Not everything was bad in 2020, and as food is for the body as information is for the mind, we will say goodbye to 2020 with the good news of a year that we will not forget.
Vaccine
The best of 2020 is undoubtedly the discovery of the vaccine against Sars Cov-2.
Slim Gene
Scientists may have discovered a gene that helps skinny individuals stay slim, thereby enhancing new treatments for obesity
The Boy from Kenya
Stephen Wamulota, a nine-year-old from Kenya, invented a wooden hand washing machine. This machine consists of pedals in order to avoid touching the surfaces and help to reduce the spread of the corona virus. With one foot he turns a bucket of water and with the other foot the liquid soap. Stephen says he wants to be an engineer when he grows up.
Pandas
One Monday morning, in the confines of the Hong Kong Zoo, with no one to watch, or cheer for, that Ying Ying and Le Le – two resident pandas who have lived together for a decade – decided to have fun and create one little miracle.
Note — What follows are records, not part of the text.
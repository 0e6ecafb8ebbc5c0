use schemaform::{FieldSchema, FieldType, FormSchema};

/// The registration form as a JSON document.
pub const USER_REGISTRATION_JSON: &str = include_str!("../schemas/user_registration.json");

/// Pattern used for the email field.
pub const EMAIL_PATTERN: &str = "^[a-zA-Z0-9+_.-]+@[a-zA-Z0-9.-]+$";

/// A user registration form covering every field type.
pub fn user_registration() -> FormSchema {
    FormSchema::new(vec![
        FieldSchema::new("fullName", "Full Name", FieldType::Text)
            .required()
            .with_placeholder("First Last"),
        FieldSchema::new("email", "Email", FieldType::Text)
            .required()
            .with_pattern(EMAIL_PATTERN, Some("Invalid email address"))
            .with_placeholder("you@example.com"),
        FieldSchema::new("dob", "Date of Birth", FieldType::Date),
        FieldSchema::new("gender", "Gender", FieldType::Dropdown)
            .with_options(["Male", "Female", "Other"])
            .required(),
        FieldSchema::new("hobbies", "Hobbies", FieldType::Multiselect)
            .with_options(["Reading", "Sports", "Music", "Travel"]),
        FieldSchema::new("subscribe", "Subscribe to newsletter", FieldType::Checkbox),
        FieldSchema::new("about", "About Yourself", FieldType::Textarea),
    ])
    .with_title("User Registration")
}
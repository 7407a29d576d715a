use crate::store::StoreError;

#[derive(Debug, thiserror::Error)]
pub enum EngineError {
    #[error("invalid navigation url '{url}': {source}")]
    InvalidUrl {
        url: String,
        #[source]
        source: url::ParseError,
    },
    #[error(transparent)]
    Store(#[from] StoreError),
    #[error("host command failed: {0}")]
    Host(String),
}
//! SQLite-backed state store.
//!
//! Each top-level key is one row holding its JSON value, so the persisted
//! layout matches what the extension keeps in its own local storage.

use super::{StateKey, StateRecord, StateStore, StoreError};
use async_trait::async_trait;
use rusqlite::{params, Connection, OptionalExtension};
use std::sync::{Mutex, MutexGuard};
use tracing::info;

pub struct SqliteStore {
    db_path: String,
    conn: Mutex<Connection>,
}

impl SqliteStore {
    /// Opens (or creates) the database and makes sure the schema exists.
    pub fn open(db_path: impl Into<String>) -> Result<Self, StoreError> {
        let db_path = db_path.into();
        let conn = Connection::open(&db_path)?;
        conn.pragma_update(None, "journal_mode", "WAL")?;
        conn.busy_timeout(std::time::Duration::from_secs(5))?;

        let store = Self {
            db_path,
            conn: Mutex::new(conn),
        };
        store.initialize()?;
        Ok(store)
    }

    pub fn path(&self) -> &str {
        &self.db_path
    }

    fn initialize(&self) -> Result<(), StoreError> {
        let conn = self.lock()?;
        conn.execute(
            "CREATE TABLE IF NOT EXISTS state_entries (
                key TEXT PRIMARY KEY,
                value TEXT NOT NULL,
                updated_at INTEGER NOT NULL
            )",
            [],
        )?;
        info!("SQLite state store initialized at {}", self.db_path);
        Ok(())
    }

    fn lock(&self) -> Result<MutexGuard<'_, Connection>, StoreError> {
        self.conn
            .lock()
            .map_err(|_| StoreError::Unavailable("sqlite connection lock poisoned".to_string()))
    }

    fn read(&self, keys: &[StateKey]) -> Result<StateRecord, StoreError> {
        let conn = self.lock()?;
        let mut stmt = conn.prepare_cached("SELECT value FROM state_entries WHERE key = ?1")?;

        let mut record = StateRecord::default();
        for key in keys {
            let raw: Option<String> = stmt
                .query_row(params![key.as_str()], |row| row.get(0))
                .optional()?;
            let Some(raw) = raw else {
                continue;
            };
            match key {
                StateKey::BlockedDomains => {
                    record.blocked_domains = Some(serde_json::from_str(&raw)?)
                }
                StateKey::BlockPrompts => record.block_prompts = Some(serde_json::from_str(&raw)?),
                StateKey::Counters => record.counters = Some(serde_json::from_str(&raw)?),
            }
        }
        Ok(record)
    }

    fn write(&self, record: &StateRecord) -> Result<(), StoreError> {
        let mut entries = Vec::new();
        if let Some(domains) = &record.blocked_domains {
            entries.push((StateKey::BlockedDomains, serde_json::to_string(domains)?));
        }
        if let Some(prompts) = &record.block_prompts {
            entries.push((StateKey::BlockPrompts, serde_json::to_string(prompts)?));
        }
        if let Some(counters) = &record.counters {
            entries.push((StateKey::Counters, serde_json::to_string(counters)?));
        }
        if entries.is_empty() {
            return Ok(());
        }

        let timestamp = chrono::Utc::now().timestamp();
        let mut conn = self.lock()?;
        let tx = conn.transaction()?;
        {
            let mut stmt = tx.prepare_cached(
                "INSERT INTO state_entries (key, value, updated_at) VALUES (?1, ?2, ?3)
                 ON CONFLICT(key) DO UPDATE SET value = excluded.value, updated_at = excluded.updated_at",
            )?;
            for (key, value) in &entries {
                stmt.execute(params![key.as_str(), value, timestamp])?;
            }
        }
        tx.commit()?;
        Ok(())
    }
}

#[async_trait]
impl StateStore for SqliteStore {
    async fn get(&self, keys: &[StateKey]) -> Result<StateRecord, StoreError> {
        self.read(keys)
    }

    async fn set(&self, record: StateRecord) -> Result<(), StoreError> {
        self.write(&record)
    }
}
use crate::settings::SettingsError;
use crate::store::StoreError;
use axum::http::StatusCode;
use axum::response::{IntoResponse, Response};
use axum::Json;

/// JSON error body: `{"error": "..."}`.
#[derive(Debug)]
pub struct ApiError {
    pub status: StatusCode,
    pub message: String,
}

impl ApiError {
    pub fn not_found(message: impl Into<String>) -> Self {
        Self {
            status: StatusCode::NOT_FOUND,
            message: message.into(),
        }
    }
}

impl IntoResponse for ApiError {
    fn into_response(self) -> Response {
        (
            self.status,
            Json(serde_json::json!({ "error": self.message })),
        )
            .into_response()
    }
}

impl From<SettingsError> for ApiError {
    fn from(e: SettingsError) -> Self {
        let status = match &e {
            SettingsError::DomainExists(_) | SettingsError::PromptExists(_) => StatusCode::CONFLICT,
            SettingsError::DomainNotFound(_) | SettingsError::PromptNotFound(_) => {
                StatusCode::NOT_FOUND
            }
            SettingsError::Store(_) => StatusCode::INTERNAL_SERVER_ERROR,
            _ => StatusCode::BAD_REQUEST,
        };
        if !e.is_validation() {
            tracing::error!("Settings operation failed: {}", e);
        }
        Self {
            status,
            message: e.to_string(),
        }
    }
}

impl From<StoreError> for ApiError {
    fn from(e: StoreError) -> Self {
        tracing::error!("Store operation failed: {}", e);
        Self {
            status: StatusCode::INTERNAL_SERVER_ERROR,
            message: e.to_string(),
        }
    }
}
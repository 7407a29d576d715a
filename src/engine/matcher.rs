use rustc_hash::FxHashSet;

/// Blocked-domain lookup with subdomain matching.
#[derive(Debug, Default)]
pub struct DomainMatcher {
    domains: FxHashSet<Box<str>>,
}

impl DomainMatcher {
    pub fn new<I, S>(domains: I) -> Self
    where
        I: IntoIterator<Item = S>,
        S: Into<Box<str>>,
    {
        Self {
            domains: domains.into_iter().map(Into::into).collect(),
        }
    }

    pub fn len(&self) -> usize {
        self.domains.len()
    }

    pub fn is_empty(&self) -> bool {
        self.domains.is_empty()
    }

    /// Returns the blocked entry covering `host`, if any.
    ///
    /// `host` matches entry `b` when it equals `b` or ends with `"." + b`.
    /// The most specific entry wins when several cover the same host.
    pub fn matching_entry(&self, host: &str) -> Option<&str> {
        // Exact host first, then the suffix after every '.'
        std::iter::once(host)
            .chain(host.match_indices('.').map(|(idx, _)| &host[idx + 1..]))
            .find_map(|candidate| self.domains.get(candidate).map(|d| &**d))
    }

    pub fn is_blocked(&self, host: &str) -> bool {
        self.matching_entry(host).is_some()
    }
}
According to reports from the Zoo, pandas have been trying since 2010 but without success. They started dating in March of this year and it took a pandemic for Hong Kong residents to find a baby panda.
Lebanon Nurse
Pamela Zeinoun, a nurse at Saint George’s Hospital in Beirut, cared for five babies with various health problems that needed to be kept in incubators when the port exploded, destroying the building. After the explosion, Zeinoun was able to enter the room with the help of a father and another nurse and managed to find the babies. Two were saved by the father and the nurse, and Pamela took the remaining three. On the run, Zeinoun separated himself from the others. She needed to get the babies to another hospital quickly. Their survival depended on incubators. Zeinoun walked for 40 minutes in the dark with the three babies in his arms. When he arrived at the next hospital, he found injured workers in a damaged building without incubators. He started walking again, since no car passed because of the damage. Surprisingly, the babies were not crying and Zeinoun feared that they were not alive. In the end, after 5 kilometers of walking in the chaos and rubble, Pamela found a car that took her to a functioning hospital outside Beirut, where she placed the three babies in an incubator to keep them warm and safe.
Library
When Melbourne’s Yarra Plenty regional libraries first closed in March, workers were sent home with a telephone. The library team removed from their database the telephone number of each member of their library over 70 years old, for a total of 8,000 records. They started calling these members to find out if they needed help, like access to services, advice, or more technical help and to help them get what they needed. Some conversations lasted 5 minutes and others more than half an hour. Yarra Plenty’s librarians were able to speak to all of their elderly members during Melbourne’s first confinement.